## The records:

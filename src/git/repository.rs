use std::io::Write;
use std::path::{Path, PathBuf};
use std::process::{Command, Output, Stdio};

use crate::config::Config;
use crate::error::AttributionError;
use crate::utils::debug_log;

/// A git repository addressed through the git CLI.
///
/// Cheap to clone; holds only paths and the git command to run.
#[derive(Debug, Clone)]
pub struct Repository {
    git_cmd: String,
    workdir: PathBuf,
    git_dir: PathBuf,
}

impl Repository {
    pub fn workdir(&self) -> &Path {
        &self.workdir
    }

    pub fn git_dir(&self) -> &Path {
        &self.git_dir
    }

    pub fn git_cmd(&self) -> &str {
        &self.git_cmd
    }

    /// Directory for files this crate owns inside the git dir
    pub fn storage_dir(&self) -> PathBuf {
        self.git_dir.join("ai-authorship")
    }

    /// Arguments that pin every git invocation to this repository
    pub fn global_args_for_exec(&self) -> Vec<String> {
        vec![
            "-C".to_string(),
            self.workdir.to_string_lossy().to_string(),
            "-c".to_string(),
            "core.quotepath=false".to_string(),
        ]
    }

    pub fn exec(&self, args: &[String]) -> Result<Output, AttributionError> {
        exec_git(&self.git_cmd, args)
    }

    pub fn exec_stdin(&self, args: &[String], stdin: &[u8]) -> Result<Output, AttributionError> {
        exec_git_stdin(&self.git_cmd, args, stdin)
    }

    /// Full sha of a revision, or `None` if it does not resolve to a commit
    pub fn rev_parse_commit(&self, rev: &str) -> Result<Option<String>, AttributionError> {
        if rev.starts_with('-') {
            return Ok(None);
        }
        let mut args = self.global_args_for_exec();
        args.push("rev-parse".to_string());
        args.push("--verify".to_string());
        args.push("--quiet".to_string());
        args.push(format!("{}^{{commit}}", rev));

        match self.exec(&args) {
            Ok(output) => {
                let sha = String::from_utf8(output.stdout)?.trim().to_string();
                Ok(Some(sha).filter(|s| !s.is_empty()))
            }
            Err(AttributionError::GitCliError { code: Some(1), .. })
            | Err(AttributionError::GitCliError {
                code: Some(128), ..
            }) => Ok(None),
            Err(e) => Err(e),
        }
    }

    pub fn head_sha(&self) -> Result<Option<String>, AttributionError> {
        self.rev_parse_commit("HEAD")
    }

    /// Short name of the checked-out branch; `None` when HEAD is detached
    pub fn current_branch(&self) -> Result<Option<String>, AttributionError> {
        let mut args = self.global_args_for_exec();
        args.push("symbolic-ref".to_string());
        args.push("--quiet".to_string());
        args.push("--short".to_string());
        args.push("HEAD".to_string());

        match self.exec(&args) {
            Ok(output) => {
                let branch = String::from_utf8(output.stdout)?.trim().to_string();
                Ok(Some(branch).filter(|b| !b.is_empty()))
            }
            Err(AttributionError::GitCliError { code: Some(1), .. }) => Ok(None),
            Err(e) => Err(e),
        }
    }

    /// Commits reachable in `range`, newest first
    pub fn rev_list(&self, range: &str) -> Result<Vec<String>, AttributionError> {
        let mut args = self.global_args_for_exec();
        args.push("rev-list".to_string());
        args.push(range.to_string());
        args.push("--".to_string());

        let output = self.exec(&args)?;
        let stdout = String::from_utf8(output.stdout)?;
        Ok(stdout
            .lines()
            .map(|s| s.trim().to_string())
            .filter(|s| !s.is_empty())
            .collect())
    }

    /// Tracked files at HEAD, relative to the workdir
    pub fn tracked_files(&self) -> Result<Vec<String>, AttributionError> {
        let mut args = self.global_args_for_exec();
        args.push("ls-files".to_string());
        args.push("-z".to_string());

        let output = self.exec(&args)?;
        let stdout = String::from_utf8(output.stdout)?;
        Ok(stdout
            .split('\0')
            .filter(|s| !s.is_empty())
            .map(|s| s.to_string())
            .collect())
    }

    /// Lines (added, deleted) that `commit` changed in `file_path`.
    /// Binary files and untouched paths report zeros.
    pub fn numstat(&self, commit: &str, file_path: &str) -> Result<(u64, u64), AttributionError> {
        let mut args = self.global_args_for_exec();
        args.push("show".to_string());
        args.push("--numstat".to_string());
        args.push("--format=".to_string());
        args.push(commit.to_string());
        args.push("--".to_string());
        args.push(file_path.to_string());

        let output = self.exec(&args)?;
        let stdout = String::from_utf8(output.stdout)?;
        let (mut added, mut deleted) = (0, 0);
        for line in stdout.lines() {
            let mut parts = line.split('\t');
            let a = parts.next().and_then(|p| p.parse::<u64>().ok());
            let d = parts.next().and_then(|p| p.parse::<u64>().ok());
            if let (Some(a), Some(d)) = (a, d) {
                added += a;
                deleted += d;
            }
        }
        Ok((added, deleted))
    }

    /// Path of `file_path` relative to the workdir, accepting absolute and relative input
    pub fn relative_path(&self, file_path: &str) -> Result<String, AttributionError> {
        let path = Path::new(file_path);
        if path.is_relative() {
            return Ok(file_path.replace('\\', "/"));
        }
        let workdir = self.workdir.canonicalize()?;
        let abs = path.canonicalize().unwrap_or_else(|_| path.to_path_buf());
        let relative = abs.strip_prefix(&workdir).map_err(|_| {
            AttributionError::Generic(format!(
                "File path '{}' is not within repository root '{}'",
                file_path,
                workdir.display()
            ))
        })?;
        Ok(relative.to_string_lossy().replace('\\', "/"))
    }
}

/// Locate the repository containing `path` (which may be a subdirectory)
pub fn find_repository_in_path(path: &Path, config: &Config) -> Result<Repository, AttributionError> {
    let args = vec![
        "-C".to_string(),
        path.to_string_lossy().to_string(),
        "rev-parse".to_string(),
        "--show-toplevel".to_string(),
        "--absolute-git-dir".to_string(),
    ];
    let output = exec_git(config.git_cmd(), &args)?;
    let stdout = String::from_utf8(output.stdout)?;
    let mut lines = stdout.lines();
    let workdir = lines
        .next()
        .map(|s| s.trim())
        .filter(|s| !s.is_empty())
        .ok_or_else(|| {
            AttributionError::Generic(format!("{} is not inside a work tree", path.display()))
        })?;
    let git_dir = lines
        .next()
        .map(|s| s.trim())
        .filter(|s| !s.is_empty())
        .ok_or_else(|| {
            AttributionError::Generic(format!("Could not resolve git dir for {}", path.display()))
        })?;

    Ok(Repository {
        git_cmd: config.git_cmd().to_string(),
        workdir: PathBuf::from(workdir),
        git_dir: PathBuf::from(git_dir),
    })
}

pub fn find_repository(config: &Config) -> Result<Repository, AttributionError> {
    let cwd = std::env::current_dir()?;
    find_repository_in_path(&cwd, config)
}

/// Run git with `args` and return its output; non-zero exit becomes `GitCliError`
pub fn exec_git(git_cmd: &str, args: &[String]) -> Result<Output, AttributionError> {
    debug_log(&format!("exec: git {}", args.join(" ")));
    let output = Command::new(git_cmd)
        .args(args)
        .env("GIT_TERMINAL_PROMPT", "0")
        .stdin(Stdio::null())
        .output()?;

    if !output.status.success() {
        return Err(AttributionError::GitCliError {
            code: output.status.code(),
            stderr: String::from_utf8_lossy(&output.stderr).trim().to_string(),
            args: args.to_vec(),
        });
    }
    Ok(output)
}

/// Same as `exec_git` with `stdin` piped to the child
pub fn exec_git_stdin(
    git_cmd: &str,
    args: &[String],
    stdin: &[u8],
) -> Result<Output, AttributionError> {
    debug_log(&format!("exec (stdin {} bytes): git {}", stdin.len(), args.join(" ")));
    let mut child = Command::new(git_cmd)
        .args(args)
        .env("GIT_TERMINAL_PROMPT", "0")
        .stdin(Stdio::piped())
        .stdout(Stdio::piped())
        .stderr(Stdio::piped())
        .spawn()?;

    // Feed stdin from its own thread so git can fill stdout while we write
    let child_stdin = child.stdin.take();
    let (written, output) = std::thread::scope(|scope| {
        let writer = scope.spawn(move || match child_stdin {
            // dropping closes the pipe so git sees EOF
            Some(mut pipe) => pipe.write_all(stdin),
            None => Ok(()),
        });
        let output = child.wait_with_output();
        (writer.join(), output)
    });
    let output = output?;

    if !output.status.success() {
        return Err(AttributionError::GitCliError {
            code: output.status.code(),
            stderr: String::from_utf8_lossy(&output.stderr).trim().to_string(),
            args: args.to_vec(),
        });
    }
    match written {
        Ok(result) => result?,
        Err(_) => {
            return Err(AttributionError::Generic(
                "stdin writer for git panicked".to_string(),
            ));
        }
    }
    Ok(output)
}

## Task goal:
Looking at the listing above, count every line in which the string "display" appears, and give only that count.

## Result for this exercise:
3